I had a bad day yesterday.
Two days after the breast cancer diagnosis and it had started to sink in.
To distract myself, I took #1 (who is on half term) shopping on the King's Road. I was doing fine until I passed one of my favourite shops. It's a boot shop which has been there for about thirty years. It always has kick ass cowboy boots in the window, and it's - quite brilliantly - called R. Soles. (Say it out loud).
Now R. Soles is gone. Boarded up. And I suddenly felt unbearably sad. #1 couldn't understand why I was weeping over a boot shop closing down. But, obviously, it wasn't about the boots.
Then I had to go back to hospital for an MRI scan. None of this is as simple as it sounds, as it involves finding someone to look after #1, and to pick up #2 and #3 from school, cook them supper and supervise homework.
Mr SM took a half day off to hold the fort, but that meant me going by myself.
I can already see the next few months requiring more of the endless juggling, favour pulling and passing the poor kids from pillar to post, when all they want is their Mum to be there, as normal, acting normal.
The MRI scan basically involved lying on my front with my boobs in two giant buckets (made for better endowed ladies than I), then being pushed into a tunnel resembling something out of Star Trek.
You have to lie still for 45 minutes, so you close your eyes and try to sleep, but it's so noisy it's like trying to snooze in the middle of a motorway or building site.
As I sat on the tube (underground train) on my way home, a giant wave of general bleurgh hit me, and silent tears started dripping down my face. This sort of behaviour in the country that invented the stiff upper lip is generally not acceptable, and is likely to get you arrested or sectioned.
Luckily, the general code of conduct on the tube is to ignore everything and everyone. Pretend you haven't seen it (whatever 'it' is).
(I once saw a man on the tube dressed in a smart suit and carrying a briefcase during morning rush hour. He'd obviously been on a bender the night before as he'd gone green. Everyone sitting around him was looking nervous. Eventually he put his briefcase on his lap, opened it, vomited into it, closed it again and carried on as normal. No-one said a word).
So there I was, weeping on the tube, being ignored like the vomiting commuter, and the wine witch was having a field day:
No-one would blame you if you had a drink! It's medicinal for f***s sake. When you quit you never expected this to happen....
I really, really needed a drink. I needed to take the edge off. I needed to escape for a while. I needed to give myself a treat, and since I've completely lost my appetite, chocolate cake just doesn't cut it any more.
But, at the same time, I know that I need a drink like a hole in the head (or in the left boob, in my case). Because just one drink wouldn't even begin to hit the spot. It would be a whole bottle. And then it would be a whole bottle every day until this has all gone away which - even in the best case scenario - is months into the future.
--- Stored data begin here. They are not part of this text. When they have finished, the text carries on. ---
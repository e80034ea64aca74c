//! Embedded SQLite store (single file, or `:memory:`).

use crate::domain::model::{Category, CategoryCounts, NewVisit};
use crate::error::{StoreError, StoreResult};
use crate::storage::{
    counts_from_groups, map_db_error, OrderDirection, StoreRows, StoredVisitRow, VisitStore,
    TABLE_NAME, VISIT_COLUMNS,
};
use async_trait::async_trait;
use chrono::Utc;
use sqlx::sqlite::{SqliteConnectOptions, SqlitePoolOptions};
use sqlx::SqlitePool;
use std::path::Path;
use std::str::FromStr;

pub struct SqliteVisitStore {
    pool: SqlitePool,
}

impl SqliteVisitStore {
    pub fn pool(&self) -> &SqlitePool {
        &self.pool
    }

    /// Opens (creating if needed) the database file at `path`. `:memory:`
    /// gives a private in-memory database.
    pub async fn open(path: &str, max_connections: u32) -> StoreResult<Self> {
        if path == ":memory:" {
            return Self::in_memory().await;
        }

        if let Some(dir) = Path::new(path).parent().filter(|d| !d.as_os_str().is_empty()) {
            tokio::fs::create_dir_all(dir).await.map_err(|e| {
                StoreError::Unavailable(format!("cannot create {}: {}", dir.display(), e))
            })?;
        }

        let options = SqliteConnectOptions::new()
            .filename(path)
            .create_if_missing(true);
        let pool = SqlitePoolOptions::new()
            .max_connections(max_connections.max(1))
            .connect_with(options)
            .await?;
        Ok(Self { pool })
    }

    /// Every connection to `:memory:` is its own database, so the pool is
    /// pinned to a single connection that never expires.
    pub async fn in_memory() -> StoreResult<Self> {
        let options = SqliteConnectOptions::from_str("sqlite::memory:")?;
        let pool = SqlitePoolOptions::new()
            .max_connections(1)
            .min_connections(1)
            .idle_timeout(None)
            .max_lifetime(None)
            .connect_with(options)
            .await?;
        Ok(Self { pool })
    }
}

#[async_trait]
impl VisitStore for SqliteVisitStore {
    fn backend_name(&self) -> &'static str {
        "sqlite"
    }

    async fn ping(&self) -> StoreResult<()> {
        sqlx::query("SELECT 1").execute(&self.pool).await?;
        Ok(())
    }

    async fn init_schema(&self) -> StoreResult<()> {
        let create_table = format!(
            "CREATE TABLE IF NOT EXISTS {table} (
                id INTEGER PRIMARY KEY AUTOINCREMENT,
                name TEXT NOT NULL,
                professional TEXT NOT NULL,
                visit_date TEXT NOT NULL,
                category TEXT NOT NULL CHECK (category IN ({categories})),
                notes TEXT NOT NULL DEFAULT '',
                created_at TEXT NOT NULL,
                updated_at TEXT NOT NULL
            )",
            table = TABLE_NAME,
            categories = Category::sql_check_list()
        );
        sqlx::query(&create_table).execute(&self.pool).await?;

        for column in ["visit_date", "category", "professional"] {
            let sql = format!(
                "CREATE INDEX IF NOT EXISTS idx_{table}_{column} ON {table}({column})",
                table = TABLE_NAME,
                column = column
            );
            sqlx::query(&sql).execute(&self.pool).await?;
        }
        tracing::debug!(table = TABLE_NAME, "sqlite schema ready");
        Ok(())
    }

    async fn insert(&self, visit: &NewVisit) -> StoreResult<StoreRows> {
        let sql = format!(
            "INSERT INTO {} (name, professional, visit_date, category, notes, created_at, updated_at)
             VALUES (?, ?, ?, ?, ?, ?, ?)
             RETURNING {}",
            TABLE_NAME, VISIT_COLUMNS
        );
        let now = Utc::now();
        let row: StoredVisitRow = sqlx::query_as(&sql)
            .bind(visit.name())
            .bind(visit.professional())
            .bind(visit.visit_date())
            .bind(visit.category().as_str())
            .bind(visit.notes())
            .bind(now)
            .bind(now)
            .fetch_one(&self.pool)
            .await
            .map_err(map_db_error)?;
        StoreRows::from_stored(vec![row])
    }

    async fn find_by_id(&self, id: i64) -> StoreResult<StoreRows> {
        let sql = format!("SELECT {} FROM {} WHERE id = ?", VISIT_COLUMNS, TABLE_NAME);
        let rows: Vec<StoredVisitRow> = sqlx::query_as(&sql)
            .bind(id)
            .fetch_all(&self.pool)
            .await?;
        StoreRows::from_stored(rows)
    }

    async fn list_all(&self, direction: OrderDirection) -> StoreResult<StoreRows> {
        let sql = format!(
            "SELECT {cols} FROM {table} ORDER BY visit_date {dir}, id {dir}",
            cols = VISIT_COLUMNS,
            table = TABLE_NAME,
            dir = direction.as_sql()
        );
        let rows: Vec<StoredVisitRow> = sqlx::query_as(&sql).fetch_all(&self.pool).await?;
        StoreRows::from_stored(rows)
    }

    async fn list_by_category(
        &self,
        category: Category,
        direction: OrderDirection,
    ) -> StoreResult<StoreRows> {
        let sql = format!(
            "SELECT {cols} FROM {table} WHERE category = ? ORDER BY visit_date {dir}, id {dir}",
            cols = VISIT_COLUMNS,
            table = TABLE_NAME,
            dir = direction.as_sql()
        );
        let rows: Vec<StoredVisitRow> = sqlx::query_as(&sql)
            .bind(category.as_str())
            .fetch_all(&self.pool)
            .await?;
        StoreRows::from_stored(rows)
    }

    async fn update(&self, id: i64, visit: &NewVisit) -> StoreResult<StoreRows> {
        let sql = format!(
            "UPDATE {} SET name = ?, professional = ?, visit_date = ?, category = ?, notes = ?, updated_at = ?
             WHERE id = ?
             RETURNING {}",
            TABLE_NAME, VISIT_COLUMNS
        );
        let row: Option<StoredVisitRow> = sqlx::query_as(&sql)
            .bind(visit.name())
            .bind(visit.professional())
            .bind(visit.visit_date())
            .bind(visit.category().as_str())
            .bind(visit.notes())
            .bind(Utc::now())
            .bind(id)
            .fetch_optional(&self.pool)
            .await
            .map_err(map_db_error)?;
        StoreRows::from_stored(row.into_iter().collect())
    }

    async fn remove(&self, id: i64) -> StoreResult<StoreRows> {
        let sql = format!("DELETE FROM {} WHERE id = ?", TABLE_NAME);
        let result = sqlx::query(&sql).bind(id).execute(&self.pool).await?;
        Ok(StoreRows::affected(result.rows_affected()))
    }

    async fn aggregate_by_category(&self) -> StoreResult<CategoryCounts> {
        let sql = format!(
            "SELECT category, COUNT(*) AS total FROM {} GROUP BY category",
            TABLE_NAME
        );
        let groups: Vec<(String, i64)> = sqlx::query_as(&sql).fetch_all(&self.pool).await?;
        counts_from_groups(groups)
    }
}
And there's nothing that breast cancer likes more than alcohol....
So, I used the old 'early days of sobriety' trick. I had a hot bath and went to bed early with a hot chocolate and a crappy novel.
After months of sleeping like a log (see Sleep, Glorious Sleep for more on how drinking screws up your shut-eye), I'm now becoming re-acquainted with my old friend: 3am.
(I went on some breast cancer support forums and, predictably, they were littered with advice to 'pour yourself a stiff vodka').
I've been awake for the last 5 hours fretting about my meeting with the consultant today to discuss my biopsy and MRI results, operation date and treatment plan.
I just don't want the news to get any worse.